Norris will reconsider Sawmill Road
The Norris City Council will hold a public meeting at 6 p.m. Monday, June 27, to discuss whether the city should continue supporting the Sawmill Road extension project.
The plan to extend Sawmill Road from its current dead end off Orchard Road to link to Norris Freeway (U.S. 441) has been delayed at least temporarily by the City Council as the city’s proposed share of the cost has mushroomed.
City Council members voted last week to delay a requested additional payment of $213,000 to the Tennessee Department of Transportation for purchase of right of way for the extension – at least until the council can decide whether it wants to continue the project.
The city paid $35,000 of TDOT’s first estimated cost of $125,000 for right of way acquisition in 2019, which should have been all Norris would have had to pay for the extension.
Originally, Anderson County paid a matching amount to cover the $70,000 the state wanted in local funds to buy the property; TDOT was then expected to pay all of the construction costs of the extension.
But since the state began the process of right of way acquisition earlier this year, TDOT determined that the price for all of the required property had ballooned to a new total of about $600,000, or an additional $463,919.
That’s mainly because of rapid increases in local property values since the COVID pandemic began in early 2020, officials said.
Of that new amount, Norris is on the hook for $213,000, which the state wants Norris to pay immediately to keep the project going.
Mayor Chris Mitchell noted that the new cost figure from TDOT is still just an estimate, and that the price for right of way acquisition might go higher.
“This might go up,” he said. “I think we need to have a public meeting. This is enough of a change that we owe the people the right (to discuss the project). Is the entire city wanting this, or just a few people?”
Some residents on Pine Road have pushed for the Sawmill Road extension because it would allow trucks from the city’s industrial park area near the current end of the road to exit the city straight out to Norris Freeway next to Covenant Life Church, almost right across the highway from Cross Pike Road.
Now, those trucks must drive through a residential neighborhood on Pine Road.
Mitchell wants residents and business owners in the area to weigh in on whether the project is still wanted in light of the additional expense.
“It’s hard for me to believe we’ve gone to $600,000 to buy that property,” former Councilman Larry Beeman said at the council meeting. “We’re in a danger zone here ... heading toward a bigger problem.”
Another issue that might be causing property values to increase along the proposed route is that some of the property owners are making improvements to their property, which will raise values even more, the council was told.
That includes Covenant Life Church, which has built an RV/trailer park on its property – without obtaining any requiired permits from the city – that is now encroaching on the part of the church land needed for the Sawmill Road extension.
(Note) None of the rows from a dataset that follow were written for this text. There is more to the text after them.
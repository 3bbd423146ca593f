//! Shopping cart line items and aggregate queries.

pub mod aggregation;
pub mod item;

pub use aggregation::{
    customer, is_recurring, is_shipping_required, recurring_cycle_info, total_quantity,
};
pub use item::{CartItem, Customer, Product};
In other business June 13, the council:
• Approved a privilege (hotel) tax of 4 percent to be levied on short-term overnight residential property rentals. This goes along with the recent passage of a short-term rental ordinance for the city that requires owners of Airbnb-type properties to obtain city permits to operate such businesses.
• Passed on first reading an ordinance that will prohibit anyone from posting signs on public right of way, which city officials believe is unsightly.
The new ordinance, which still must gain final approval, would force the removal of signs such as the temporary ones put up on state right of way on Andersonville Highway by Covenant Life Church and other businesses, as well as some political candidates.